And so it makes utter sense that they're there for that.
And everything else they say, and Musk wants to go to Mars, and he's getting that.
That's what he wants.
And he really does.
And that is, to me, his ultimate goal was that.
And to get the regulators off his back.
It's not that it's helped Tesla in any way and that's going to help.
Tesla's Tesla's going down right now.
Do you think so?
Oh, yeah.
And it stops being a viable.
Well, I always say the planes are covered with the bodies of pioneers.
I mean, they were a true pioneer in the space.
I think the reason, even though he blames these protests and this and that and his stupid, I mean, he brought this on himself, FYI, these protests.
So stop blaming the protesters.
Just his.
Well, then the
criticism is so biding.
The world's richest man killing the world's poorest.

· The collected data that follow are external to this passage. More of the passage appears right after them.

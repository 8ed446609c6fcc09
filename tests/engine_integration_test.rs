//! 引擎集成测试：注册表、各策略、运行器、扰动与报表（全部基于 MockLlmClient）

#[cfg(test)]
mod tests {
    use std::sync::atomic::{AtomicUsize, Ordering};
    use std::sync::Arc;

    use benchbot::actions::{
        simulated_catalogue, ActionRegistry, ActionResult, ActionSpec, ArgType, ResponseShape,
    };
    use benchbot::bench::{PerturbationConfig, PerturbationKind, PerturbationPlan};
    use benchbot::evaluation::{ResultCategory, TaskCategory};
    use benchbot::llm::MockLlmClient;
    use benchbot::world::{SimulatedWorld, WorldState};
    use benchbot::{BenchAgent, BenchReport, BenchRunner, Strategy, TaskDescriptor, TaskSuite};
    use serde_json::{json, Map, Value};

    fn obj(v: Value) -> Map<String, Value> {
        v.as_object().cloned().unwrap_or_default()
    }

    /// goTo 恒成功，findPerson 恒带回位置线索，openDoor 是死路
    fn scenario_registry() -> Arc<ActionRegistry> {
        let mut reg = ActionRegistry::new();
        reg.register_fn(
            ActionSpec::new("go_to_place", "Move the robot").required("location", ArgType::Str),
            |_| Ok(ResponseShape::Flag(true)),
        )
        .register_fn(
            ActionSpec::new("find_person", "Look for someone").required("name", ArgType::Str),
            |_| Ok(ResponseShape::Shaped(ActionResult::fail("Tomas is in the living room"))),
        )
        .register_fn(ActionSpec::new("open_door", "Open the door"), |_| {
            Ok(ResponseShape::Shaped(ActionResult::fail("the door is jammed")))
        })
        .register_fn(
            ActionSpec::new("talk", "Say something").required("text", ArgType::Str),
            |_| Ok(ResponseShape::Flag(true)),
        );
        Arc::new(reg)
    }

    fn agent_with(script: &[&str], strategy: Strategy) -> (Arc<MockLlmClient>, BenchAgent) {
        let mock = Arc::new(MockLlmClient::scripted(script.iter().copied()));
        let agent = BenchAgent::new(mock.clone(), scenario_registry(), strategy);
        (mock, agent)
    }

    #[tokio::test]
    async fn test_registry_totality() {
        let reg = scenario_registry();
        for name in ["fly", "", "GO_TO_PLACE", "go_to_place "] {
            let r = reg.invoke(name, &Map::new()).await;
            assert!(!r.ok, "{name:?} should not resolve");
            assert!(r.observation.starts_with("action not found"));
        }
    }

    #[tokio::test]
    async fn test_missing_argument_never_reaches_handler() {
        let calls = Arc::new(AtomicUsize::new(0));
        let counter = calls.clone();
        let mut reg = ActionRegistry::new();
        reg.register_fn(
            ActionSpec::new("talk", "Say something").required("x", ArgType::Str),
            move |_| {
                counter.fetch_add(1, Ordering::SeqCst);
                Ok(ResponseShape::Flag(true))
            },
        );
        let r = reg.invoke("talk", &obj(json!({"y": "hi"}))).await;
        assert!(!r.ok);
        assert!(r.observation.contains('x'));
        assert_eq!(calls.load(Ordering::SeqCst), 0);

        assert!(reg.invoke("talk", &obj(json!({"x": "hi"}))).await.ok);
        assert_eq!(calls.load(Ordering::SeqCst), 1);
    }

    #[tokio::test]
    async fn test_reflexion_succeeds_on_third_attempt() {
        let (mock, agent) = agent_with(
            &[
                "Final Answer: Fatal error, I could not move",
                "I should call go_to_place first.",
                "Final Answer: Fatal error again",
                "Really call go_to_place with a location.",
                "Thought: move\nAction: go_to_place\nAction Input: {\"location\": \"kitchen\"}",
                "Final Answer: I have arrived at the kitchen",
            ],
            Strategy::Reflexion,
        );
        let r = agent.run(&TaskDescriptor::new("c", "go to the kitchen")).await;

        assert!(r.success);
        assert_eq!(r.attempts, 3);
        assert_eq!(r.reflections.len(), 2);
        assert_eq!(r.all_attempts.len(), 3);
        assert_eq!(r.steps, 1);
        // 指标覆盖全部尝试与反思调用
        assert_eq!(r.metrics.call_count, 6);
        assert_eq!(mock.call_count(), 6);
    }

    #[tokio::test]
    async fn test_reflexion_exhaustion_keeps_reflections_one_behind() {
        let script: Vec<&str> = vec![
            "Final Answer: Fatal error",
            "reflection 1",
            "Final Answer: Fatal error",
            "reflection 2",
            "Final Answer: Fatal error",
        ];
        let (mock, agent) = agent_with(&script, Strategy::Reflexion);
        let r = agent.run(&TaskDescriptor::new("x", "go to the kitchen")).await;
        assert!(!r.success);
        assert_eq!(r.attempts, 3);
        assert_eq!(r.reflections.len(), r.attempts - 1);
        assert_eq!(mock.call_count(), 5);
    }

    #[tokio::test]
    async fn test_reflexion_first_success_stops_early() {
        let (mock, agent) = agent_with(&["Final Answer: Task completed"], Strategy::Reflexion);
        let r = agent.run(&TaskDescriptor::new("p4", "spin")).await;
        assert!(r.success);
        assert_eq!(r.attempts, 1);
        assert!(r.reflections.is_empty());
        assert_eq!(mock.call_count(), 1);
    }

    #[tokio::test]
    async fn test_plan_aborts_on_dead_end() {
        let (_, agent) = agent_with(
            &[r#"{"steps": [
                {"action": "go_to_place", "args": {"location": "hall"}},
                {"action": "open_door", "args": {}},
                {"action": "talk", "args": {"text": "hello"}}
            ]}"#],
            Strategy::Plan,
        );
        let r = agent.run(&TaskDescriptor::new("p5", "open the door and greet")).await;
        assert!(!r.success);
        assert_eq!(r.trace.len(), 2);
        assert_eq!(r.steps, 2);
    }

    #[tokio::test]
    async fn test_plan_single_step_success() {
        let (_, agent) = agent_with(
            &[r#"[{"action": "go_to_place", "args": {"location": "kitchen"}}]"#],
            Strategy::Plan,
        );
        let r = agent.run(&TaskDescriptor::new("a", "go to the kitchen")).await;
        assert!(r.success);
        assert_eq!(r.steps, 1);
        assert_eq!(r.category, ResultCategory::Success);
        assert_eq!(r.task_category, TaskCategory::NavigationSimple);
    }

    #[tokio::test]
    async fn test_plan_informative_last_step_fails() {
        let (_, agent) = agent_with(
            &[r#"[{"action": "go_to_place", "args": {"location": "kitchen"}},
                 {"action": "find_person", "args": {"name": "Tomas"}}]"#],
            Strategy::Plan,
        );
        let r = agent.run(&TaskDescriptor::new("b", "find Tomas")).await;
        assert_eq!(r.trace.len(), 2);
        assert!(!r.trace.steps()[1].result.ok);
        assert!(!r.success);
        assert_eq!(r.category, ResultCategory::Partial);
    }

    #[tokio::test]
    async fn test_sequential_runs_do_not_share_telemetry() {
        let (_, agent) = agent_with(
            &[
                "Action: go_to_place\nAction Input: kitchen",
                "Action: talk\nAction Input: hi",
                "Final Answer: I have said hi",
                "Final Answer: Task completed",
            ],
            Strategy::React,
        );
        let runner = BenchRunner::new(agent);
        let suite = TaskSuite::new(vec![
            TaskDescriptor::new("a", "go to the kitchen and say hi"),
            TaskDescriptor::new("b", "spin"),
        ]);
        let results = runner.run_suite(&suite).await;
        assert_eq!(results.len(), 2);
        assert_eq!(results[0].metrics.call_count, 3);
        assert_eq!(results[1].metrics.call_count, 1);
        assert_ne!(results[0].run_id, results[1].run_id);
    }

    #[tokio::test]
    async fn test_panicking_handler_is_contained() {
        let mut reg = ActionRegistry::new();
        reg.register_fn(ActionSpec::new("explode", "Always panics"), |_| {
            panic!("handler blew up")
        });
        let mock = Arc::new(MockLlmClient::scripted(["Action: explode\nAction Input: {}"]));
        let agent = BenchAgent::new(mock, Arc::new(reg), Strategy::React);
        let r = agent.run(&TaskDescriptor::new("boom", "explode")).await;
        assert!(!r.success);
        assert_eq!(r.category, ResultCategory::Fail);
        assert!(r.final_output.starts_with("Fatal error:"));
        assert!(r.error.is_some());
    }

    #[tokio::test]
    async fn test_runner_resets_world_between_tasks() {
        let world = Arc::new(SimulatedWorld::default());
        let registry = Arc::new(simulated_catalogue(world.clone(), 5));
        let mock = Arc::new(MockLlmClient::scripted([
            r#"[{"action": "go_to_place", "args": {"location": "kitchen"}},
                {"action": "find_person", "args": {"name": "Alice"}}]"#,
            r#"[{"action": "find_person", "args": {"name": "Alice"}}]"#,
            r#"[{"action": "find_person", "args": {"name": "Tomas"}}]"#,
        ]));
        let agent = BenchAgent::new(mock, registry, Strategy::Plan);
        let runner = BenchRunner::new(agent).with_environment(world.clone());

        let mut moved = WorldState::default();
        moved.people_locations.insert("Tomas".into(), "entrance hall".into());
        let suite = TaskSuite::new(vec![
            TaskDescriptor::new("1", "Find Alice in the kitchen"),
            TaskDescriptor::new("2", "Find Alice"),
            TaskDescriptor::new("3", "Find Tomas").with_world(moved),
        ]);
        let (results, report) = runner.run_with_report(&suite).await;

        assert!(results[0].success);
        // 第二个任务开始前机器人回到门厅，只能拿到位置线索
        assert!(!results[1].success);
        assert!(results[1].trace.steps()[0]
            .result
            .observation
            .contains("Alice is in the kitchen"));
        // 第三个任务使用自带的世界状态
        assert!(results[2].success);
        assert_eq!(world.snapshot().people_locations["Tomas"], "entrance hall");

        assert_eq!(report.total_tasks, 3);
        assert_eq!(report.successes, 2);
        assert_eq!(report.success_rate, 66.7);
        assert_eq!(report.efficiency.total_llm_calls, 3);
        assert_eq!(report.cost_estimate.model, "mock");
    }

    #[test]
    fn test_report_serializes_category_maps() {
        let report = BenchReport::default();
        let json = serde_json::to_value(&report).unwrap();
        assert_eq!(json["total_tasks"], 0);
        assert!(json["result_categories"].as_object().unwrap().is_empty());
    }

    #[tokio::test]
    async fn test_runner_records_input_perturbation() {
        let (mock, agent) = agent_with(
            &[
                "Final Answer: I have arrived at the kitchen",
                "Final Answer: I have arrived at the living room",
            ],
            Strategy::React,
        );
        let plan = PerturbationPlan::new(PerturbationConfig::default())
            .with_kinds(vec![PerturbationKind::Distractors])
            .with_seed(11);
        let runner = BenchRunner::new(agent).with_perturbation(plan);
        let suite = TaskSuite::new(vec![
            TaskDescriptor::new("1", "Go to the kitchen"),
            TaskDescriptor::new("2", "Go to the living room"),
        ]);
        let (results, report) = runner.run_with_report(&suite).await;

        for (task, r) in suite.iter().zip(&results) {
            // 结果保留原始描述，类别也按原文归类
            assert_eq!(r.description, task.description);
            assert_eq!(r.task_category, TaskCategory::NavigationSimple);
            let record = r.perturbation.as_ref().unwrap();
            assert!(record.perturbed_description.starts_with(&task.description));
            assert_ne!(record.perturbed_description, task.description);
            assert_eq!(record.perturbations_applied, 1);
            assert_eq!(record.kinds, [PerturbationKind::Distractors]);
        }
        let first_prompt = &mock.prompts()[0];
        let perturbed = &results[0].perturbation.as_ref().unwrap().perturbed_description;
        assert!(first_prompt.iter().any(|m| m.content.contains(perturbed.as_str())));

        assert_eq!(report.perturbed_tasks, 2);
        assert_eq!(report.perturbations_applied, 2);
    }

    #[tokio::test]
    async fn test_runner_mismatch_flips_navigation_result() {
        let (_, agent) = agent_with(
            &[r#"[{"action": "go_to_place", "args": {"location": "kitchen"}}]"#],
            Strategy::Plan,
        );
        let plan = PerturbationPlan::new(PerturbationConfig {
            enabled: true,
            asr_wer: 0.0,
            latency_ms: 0,
            distractor_prob: 0.0,
            mismatch_prob: 1.0,
        })
        .with_seed(5);
        let runner = BenchRunner::new(agent).with_perturbation(plan);
        let r = runner.run_task(&TaskDescriptor::new("1", "Go to the kitchen")).await;

        assert!(!r.success);
        let step = &r.trace.steps()[0];
        assert!(!step.result.ok);
        assert_eq!(step.result.observation, "Failure: true");
        assert_eq!(step.result.data["perturbed"], Value::Bool(true));
        let record = r.perturbation.unwrap();
        assert_eq!(record.perturbed_description, "Go to the kitchen");
        assert_eq!(record.perturbations_applied, 1);
    }

    #[tokio::test]
    async fn test_inactive_plan_leaves_results_untouched() {
        let (_, agent) = agent_with(&["Final Answer: done"], Strategy::React);
        let runner = BenchRunner::new(agent).with_perturbation(PerturbationPlan::default());
        let r = runner.run_task(&TaskDescriptor::new("1", "Go to the kitchen")).await;
        assert!(r.perturbation.is_none());
    }

    #[tokio::test]
    async fn test_reference_keeps_one_reflection_per_action() {
        let (mock, agent) = agent_with(
            &[
                "Thought: look first\nAction: find_person\nAction Input: {\"name\": \"Tomas\"}",
                "Tomas is in the living room, go there next.",
                "Thought: go\nAction: go_to_place\nAction Input: {\"location\": \"living room\"}",
                "Arrived where Tomas is.",
                "Final Answer: I found Tomas in the living room",
            ],
            Strategy::Reference,
        );
        let r = agent
            .run(&TaskDescriptor::new("ref", "Find Tomas and then go to his place"))
            .await;

        assert_eq!(r.steps, 2);
        assert_eq!(r.reflections.len(), r.steps);
        // 收尾窗口内两步只有一步成功，未过半
        assert!(!r.success);
        assert!(!r.trace.steps()[0].result.ok);
        assert!(r.trace.steps()[1].result.ok);
        assert_eq!(r.metrics.call_count, 5);
        assert_eq!(mock.call_count(), 5);
    }
}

I thought that was amazing.
I'll tell you about that in a second.
But the First Amendment stuff he's talking about is nonsense.

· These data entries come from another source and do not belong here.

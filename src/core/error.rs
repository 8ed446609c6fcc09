//! Agent 错误类型与恢复动作
//!
//! 与 RecoveryEngine 配合：根据 AgentError 决定 RetryWithPrompt / Abort。
//! 注册表层的错误（ActionNotFound / 参数校验 / ProviderException）不会向上抛出，
//! 而是以 Display 文本作为失败 ActionResult 的 observation。

use thiserror::Error;

/// 任务执行过程中可能出现的错误（动作、参数、解析、预算、LLM 等）
#[derive(Error, Debug, Clone, PartialEq)]
pub enum AgentError {
    #[error("action not found: {0}")]
    ActionNotFound(String),

    #[error("missing argument {0}")]
    MissingArgument(String),

    #[error("invalid argument {field}: expected {expected}")]
    InvalidArgument { field: String, expected: String },

    /// 动作处理器自身报错（在注册表边界被捕获）
    #[error("exception: {0}")]
    ProviderException(String),

    #[error("Parse failure: {0}")]
    ParseFailure(String),

    #[error("Iteration budget exceeded ({0} iterations)")]
    BudgetExceeded(usize),

    #[error("Execution time exceeded ({0:.1}s)")]
    Timeout(f64),

    #[error("LLM error: {0}")]
    LlmError(String),

    #[error("Plan error: {0}")]
    PlanError(String),

    #[error("Config error: {0}")]
    ConfigError(String),

    #[error("Cancelled")]
    Cancelled,
}

impl AgentError {
    /// 参数校验类错误（缺失或类型不符）
    pub fn is_argument_error(&self) -> bool {
        matches!(
            self,
            AgentError::MissingArgument(_) | AgentError::InvalidArgument { .. }
        )
    }
}

/// 恢复引擎根据错误类型给出的建议动作
#[derive(Debug, Clone)]
pub enum RecoveryAction {
    /// 将提示注入下一轮，让 LLM 重试（如输出格式错误）
    RetryWithPrompt(String),
    /// 终止当前尝试
    Abort,
}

It's just, that's not what they believe in.
They want a thing.
And so I always look at the things they want, and Trump will give it to them.
And in AI, it's critical that they have no federal regulation in an area that absolutely needs federal and global regulation.
This is like we're in the dawn of the nuclear age, and the private companies are going to decide what nuclear bombs are.
That's what this is.
That's right.
And so we are in a really critical.
And Trump will give them carte blanche to do all these things.
Will Trump give them carte blanche because it's the transaction that benefits him or because he doesn't understand?
Both.
I think both.
I think he understands what
it means.
I think he understands.
Yes, sure.
Because I think intuitively, he's got a lizard mentality, right?
He's got that lizard brain.
So he kind of sees where the power is.
And I think he does.
I mean, of course, he's over in crypto.
That's where the scammers are.
Yeah.
He gets that.
Scott was saying, if, you know, in
scamming, he is Marco Clorleone and in governing, he's Fredo.
Yeah.
Which is why I'm Michael Clorleone.
Exactly.
But, you know, I think he does understand.
And the government will be critical to understanding and how we react with China and how much regulation there is.
But they want unfettered, which is a real mistake because all our great innovations have been made through a public-private partnership along with universities.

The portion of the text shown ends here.